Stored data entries

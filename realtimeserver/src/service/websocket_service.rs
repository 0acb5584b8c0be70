//! 실시간 WebSocket 서비스
//!
//! 대시보드 클라이언트의 WebSocket 연결을 수락하고, 연결마다 구독자를 등록해
//! 요청 응답과 브로드캐스트 이벤트를 같은 송신 큐로 내보냅니다.

use anyhow::{Context, Result};
use futures_util::{SinkExt, StreamExt};
use shared::DeviceControl;
use std::net::SocketAddr;
use std::sync::Arc;
use std::time::Duration;
use tokio::net::{TcpListener, TcpStream};
use tokio::sync::{mpsc, Mutex};
use tokio::task::JoinHandle;
use tokio_tungstenite::accept_async;
use tokio_tungstenite::tungstenite::Message;
use tracing::{debug, error, info, warn};

use crate::config::RealtimeConfig;
use crate::handler::ClientHandler;
use crate::protocol::ServerMessage;
use crate::service::{
    AuthService, BroadcastStats, SubscriptionBroadcaster, SUBSCRIBER_QUEUE_CAPACITY,
};

/// 실시간 서버
pub struct RealtimeService {
    config: RealtimeConfig,
    broadcaster: Arc<SubscriptionBroadcaster>,
    handler: Arc<ClientHandler>,
    accept_task: Mutex<Option<JoinHandle<()>>>,
}

impl RealtimeService {
    pub fn new(config: RealtimeConfig, control: Arc<dyn DeviceControl>) -> Self {
        let broadcaster = Arc::new(SubscriptionBroadcaster::new());
        let auth = AuthService::new(config.jwt_secret.clone());
        let handler = Arc::new(ClientHandler::new(broadcaster.clone(), auth, control));

        Self {
            config,
            broadcaster,
            handler,
            accept_task: Mutex::new(None),
        }
    }

    /// 리스너를 바인딩하고 수락 루프를 시작합니다. 실제 바인딩 주소를 돌려줍니다.
    pub async fn start(&self) -> Result<SocketAddr> {
        let mut accept_task = self.accept_task.lock().await;
        if accept_task.is_some() {
            anyhow::bail!("실시간 서버가 이미 실행 중입니다");
        }

        let bind_addr = self.config.bind_address();
        let listener = TcpListener::bind(&bind_addr)
            .await
            .with_context(|| format!("WebSocket 리스너 바인드 실패: {}", bind_addr))?;
        let addr = listener.local_addr()?;
        info!("✅ 실시간 WebSocket 서버 실행 중: ws://{}", addr);

        *accept_task = Some(tokio::spawn(accept_loop(
            listener,
            self.handler.clone(),
            self.broadcaster.clone(),
        )));
        Ok(addr)
    }

    pub async fn stop(&self) {
        if let Some(task) = self.accept_task.lock().await.take() {
            task.abort();
            info!("✅ 실시간 서버가 중지되었습니다");
        }
    }

    pub async fn is_running(&self) -> bool {
        self.accept_task.lock().await.is_some()
    }

    /// 이벤트 브리지에 연결할 브로드캐스터
    pub fn broadcaster(&self) -> Arc<SubscriptionBroadcaster> {
        self.broadcaster.clone()
    }

    pub fn get_stats(&self) -> BroadcastStats {
        self.broadcaster.get_stats()
    }
}

async fn accept_loop(
    listener: TcpListener,
    handler: Arc<ClientHandler>,
    broadcaster: Arc<SubscriptionBroadcaster>,
) {
    loop {
        match listener.accept().await {
            Ok((stream, addr)) => {
                debug!("새 WebSocket TCP 연결: {}", addr);
                let handler = handler.clone();
                let broadcaster = broadcaster.clone();
                tokio::spawn(async move {
                    if let Err(e) = serve_client(stream, addr, handler, broadcaster).await {
                        warn!("WebSocket 세션 종료 ({}): {}", addr, e);
                    }
                });
            }
            Err(e) => {
                error!("WebSocket 연결 수락 실패: {}", e);
                tokio::time::sleep(Duration::from_millis(100)).await;
            }
        }
    }
}

/// 클라이언트 세션 하나를 처리합니다.
async fn serve_client(
    stream: TcpStream,
    addr: SocketAddr,
    handler: Arc<ClientHandler>,
    broadcaster: Arc<SubscriptionBroadcaster>,
) -> crate::error::RealtimeResult<()> {
    let ws_stream = accept_async(stream).await?;
    let (mut ws_sink, mut ws_source) = ws_stream.split();

    let (tx, mut rx) = mpsc::channel::<Message>(SUBSCRIBER_QUEUE_CAPACITY);
    let subscriber_id = broadcaster.register(tx);
    info!("대시보드 클라이언트 연결: {} ({})", addr, subscriber_id);

    let mut writer = tokio::spawn(async move {
        while let Some(message) = rx.recv().await {
            if let Err(e) = ws_sink.send(message).await {
                debug!("WebSocket 전송 실패: {}", e);
                break;
            }
        }
        let _ = ws_sink.close().await;
    });

    let mut result = Ok(());
    while let Some(message) = ws_source.next().await {
        let message = match message {
            Ok(message) => message,
            Err(e) => {
                result = Err(e.into());
                break;
            }
        };

        match message {
            Message::Text(text) => {
                let reply = handler.handle_text(subscriber_id, &text).await;
                if broadcaster.send_to(subscriber_id, &reply).is_err() {
                    break;
                }
            }
            Message::Binary(_) => {
                let reply = ServerMessage::error("바이너리 메시지는 지원하지 않습니다");
                if broadcaster.send_to(subscriber_id, &reply).is_err() {
                    break;
                }
            }
            Message::Close(_) => break,
            // ping/pong은 tungstenite가 처리
            _ => {}
        }
    }

    // 구독자를 지우면 송신 큐가 닫히고 writer가 끝남
    broadcaster.remove(subscriber_id);
    if tokio::time::timeout(Duration::from_secs(1), &mut writer)
        .await
        .is_err()
    {
        writer.abort();
    }

    info!("대시보드 클라이언트 연결 종료: {} ({})", addr, subscriber_id);
    result
}
//! 게이트웨이 서비스 레이어
//!
//! # 서비스 구조
//!
//! ```text
//! Service Layer
//! ├── ConnectionService (세션 테이블)
//! │   ├── 세션 열기/닫기 (멱등)
//! │   ├── 하트비트 갱신
//! │   └── 연결 통계
//! ├── HeartbeatService (타임아웃 정리)
//! ├── DeviceRegistry (디바이스 / 핀 상태)
//! ├── DeviceStore (외부 저장소 연동)
//! ├── EventBridge (도메인 이벤트 전달)
//! ├── GatewayControl (대시보드 → 디바이스 쓰기)
//! └── TcpService (평문 / TLS 리스너)
//! ```

/// 세션 테이블과 연결 통계
pub mod connection_service;

/// 주기적 타임아웃 정리
pub mod heartbeat_service;

/// 인증된 디바이스와 핀 상태
pub mod device_registry;

/// 디바이스 / 텔레메트리 영속화 연동
pub mod device_store;

/// 게이트웨이 → 실시간 서버 이벤트 채널
pub mod event_bridge;

/// 외부 제어 요청 처리
pub mod gateway_control;

/// 평문 TCP / TLS 리스너
pub mod tcp_service;

pub use connection_service::{ConnectionService, ConnectionStatsSnapshot, SessionLink};
pub use device_registry::{Device, DeviceRegistry};
pub use device_store::{DeviceStore, HttpDeviceStore, MemoryDeviceStore, StoreError, TelemetryRecord};
pub use event_bridge::{BridgeStatsSnapshot, EventBridge, EventBridgeWorker};
pub use gateway_control::GatewayControl;
pub use heartbeat_service::{HeartbeatService, HeartbeatStats};
pub use tcp_service::{load_tls_acceptor, GatewayAddrs, ServerStats, TcpService};
//! 이벤트 브리지
//!
//! 게이트웨이 도메인 이벤트를 채널로 받아 서버 시각을 붙인 뒤 [`EventSink`]로 전달합니다.
//! 게이트웨이는 실시간 서버의 내부 구현을 알지 못하고 이 채널만 사용합니다.
//!
//! 발행(`emit`)은 절대 블로킹하지 않습니다. 채널이 가득 찼거나 닫혔으면 로그를 남기고 버립니다.

use shared::tool::CurrentTime;
use shared::{BridgeEvent, DomainEvent, EventSink};
use std::sync::atomic::{AtomicU64, Ordering};
use std::sync::Arc;
use tokio::sync::mpsc;
use tokio::task::JoinHandle;
use tracing::{debug, info, warn};

/// 브리지 통계
#[derive(Debug, Default)]
pub struct BridgeStats {
    emitted: AtomicU64,
    dropped: AtomicU64,
    forwarded: AtomicU64,
}

/// 브리지 통계 스냅샷
#[derive(Debug, Clone, Copy, Default, PartialEq, Eq, serde::Serialize)]
pub struct BridgeStatsSnapshot {
    pub emitted: u64,
    pub dropped: u64,
    pub forwarded: u64,
}

impl BridgeStats {
    pub fn snapshot(&self) -> BridgeStatsSnapshot {
        BridgeStatsSnapshot {
            emitted: self.emitted.load(Ordering::Relaxed),
            dropped: self.dropped.load(Ordering::Relaxed),
            forwarded: self.forwarded.load(Ordering::Relaxed),
        }
    }
}

/// 이벤트 발행 핸들 (게이트웨이 쪽)
#[derive(Clone)]
pub struct EventBridge {
    tx: mpsc::Sender<DomainEvent>,
    stats: Arc<BridgeStats>,
}

/// 이벤트 수신 쪽. [`EventBridgeWorker::spawn`]으로 전달 루프를 시작합니다.
pub struct EventBridgeWorker {
    rx: mpsc::Receiver<DomainEvent>,
    stats: Arc<BridgeStats>,
}

impl EventBridge {
    /// 용량 `capacity`의 브리지 채널 생성
    pub fn channel(capacity: usize) -> (EventBridge, EventBridgeWorker) {
        let (tx, rx) = mpsc::channel(capacity.max(1));
        let stats = Arc::new(BridgeStats::default());
        (
            EventBridge {
                tx,
                stats: stats.clone(),
            },
            EventBridgeWorker { rx, stats },
        )
    }

    /// 이벤트 발행 (논블로킹)
    pub fn emit(&self, event: DomainEvent) {
        match self.tx.try_send(event) {
            Ok(()) => {
                self.stats.emitted.fetch_add(1, Ordering::Relaxed);
            }
            Err(mpsc::error::TrySendError::Full(event)) => {
                self.stats.dropped.fetch_add(1, Ordering::Relaxed);
                warn!(
                    "이벤트 브리지 채널이 가득 차 이벤트를 버립니다: {} ({})",
                    event.name(),
                    event.device_id()
                );
            }
            Err(mpsc::error::TrySendError::Closed(event)) => {
                self.stats.dropped.fetch_add(1, Ordering::Relaxed);
                debug!(
                    "이벤트 브리지가 닫혀 이벤트를 버립니다: {} ({})",
                    event.name(),
                    event.device_id()
                );
            }
        }
    }

    pub fn stats(&self) -> BridgeStatsSnapshot {
        self.stats.snapshot()
    }
}

impl EventBridgeWorker {
    /// 다음 이벤트를 받아 시각을 붙입니다. 모든 발행 핸들이 사라지면 `None`.
    pub async fn next(&mut self) -> Option<BridgeEvent> {
        let event = self.rx.recv().await?;
        Some(BridgeEvent {
            event,
            timestamp: CurrentTime::now_millis(),
        })
    }

    /// 대기 없이 다음 이벤트를 꺼냅니다.
    pub fn try_next(&mut self) -> Option<BridgeEvent> {
        let event = self.rx.try_recv().ok()?;
        Some(BridgeEvent {
            event,
            timestamp: CurrentTime::now_millis(),
        })
    }

    /// 전달 루프 시작. 이벤트 순서는 발행 순서 그대로 유지됩니다.
    pub fn spawn(mut self, sink: Arc<dyn EventSink>) -> JoinHandle<()> {
        tokio::spawn(async move {
            info!("🔄 이벤트 브리지 시작");
            while let Some(event) = self.next().await {
                debug!("이벤트 전달: {} ({})", event.event.name(), event.device_id());
                sink.publish(event).await;
                self.stats.forwarded.fetch_add(1, Ordering::Relaxed);
            }
            info!("이벤트 브리지 종료");
        })
    }
}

WHAT TO WORK ON → Provide only the number of lines in the entries that hold the word "Relaxed".

TASK OUTPUT → 7